> DESCRIPTION OF THE TASK
Read the lines below and count those that have the word "already". Respond with the number only.

[Dataset records]
Segment Open
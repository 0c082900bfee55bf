//! Route definitions for the HTTP API.

pub mod ai;
pub mod auth;
pub mod events;
pub mod health;
pub mod notes;

use axum::Router;

use crate::state::AppState;

/// Build the complete router with all routes.
pub fn build_router(state: AppState) -> Router {
    Router::new()
        .merge(health::routes())
        .merge(auth::routes())
        .merge(notes::routes())
        .merge(ai::routes())
        .merge(events::routes())
        .with_state(state)
}
//! Error types for the storage layer.

use thiserror::Error;
use uuid::Uuid;

/// Result type alias for store operations.
pub type StoreResult<T> = Result<T, StoreError>;

/// Errors that can occur during storage operations.
#[derive(Debug, Error)]
pub enum StoreError {
    /// Database connection or query error.
    #[error("database error: {0}")]
    Connection(#[from] sqlx::Error),

    /// Note not found (or not owned by the requesting user).
    #[error("note not found: {0}")]
    NoteNotFound(Uuid),

    /// User not found.
    #[error("user not found: {0}")]
    UserNotFound(Uuid),

    /// A user with this email already exists.
    #[error("email already registered: {0}")]
    DuplicateEmail(String),

    /// Migration error.
    #[error("migration error: {0}")]
    MigrationError(String),

    /// Configuration error.
    #[error("configuration error: {0}")]
    ConfigError(String),
}
//! Error type for note actions.

use thiserror::Error;

use studynote_core::{NoteId, ValidationError};
use studynote_store::StoreError;

/// Result type alias for note actions.
pub type ActionResult<T> = Result<T, ActionError>;

/// Failures a note action can surface.
///
/// Authentication is rejected before a service method is ever reached (the
/// HTTP layer refuses callers without a session), so there is no auth
/// variant here.
#[derive(Debug, Error)]
pub enum ActionError {
    /// Input failed validation.
    #[error(transparent)]
    Validation(#[from] ValidationError),

    /// The note does not exist (or is not owned by the caller).
    #[error("note not found: {0}")]
    NotFound(NoteId),

    /// The backing store failed.
    #[error("store error: {0}")]
    Store(StoreError),
}

impl From<StoreError> for ActionError {
    fn from(e: StoreError) -> Self {
        match e {
            StoreError::NoteNotFound(id) => Self::NotFound(NoteId::from_uuid(id)),
            other => Self::Store(other),
        }
    }
}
Segment Closed
> RESULT OF THIS TASK
2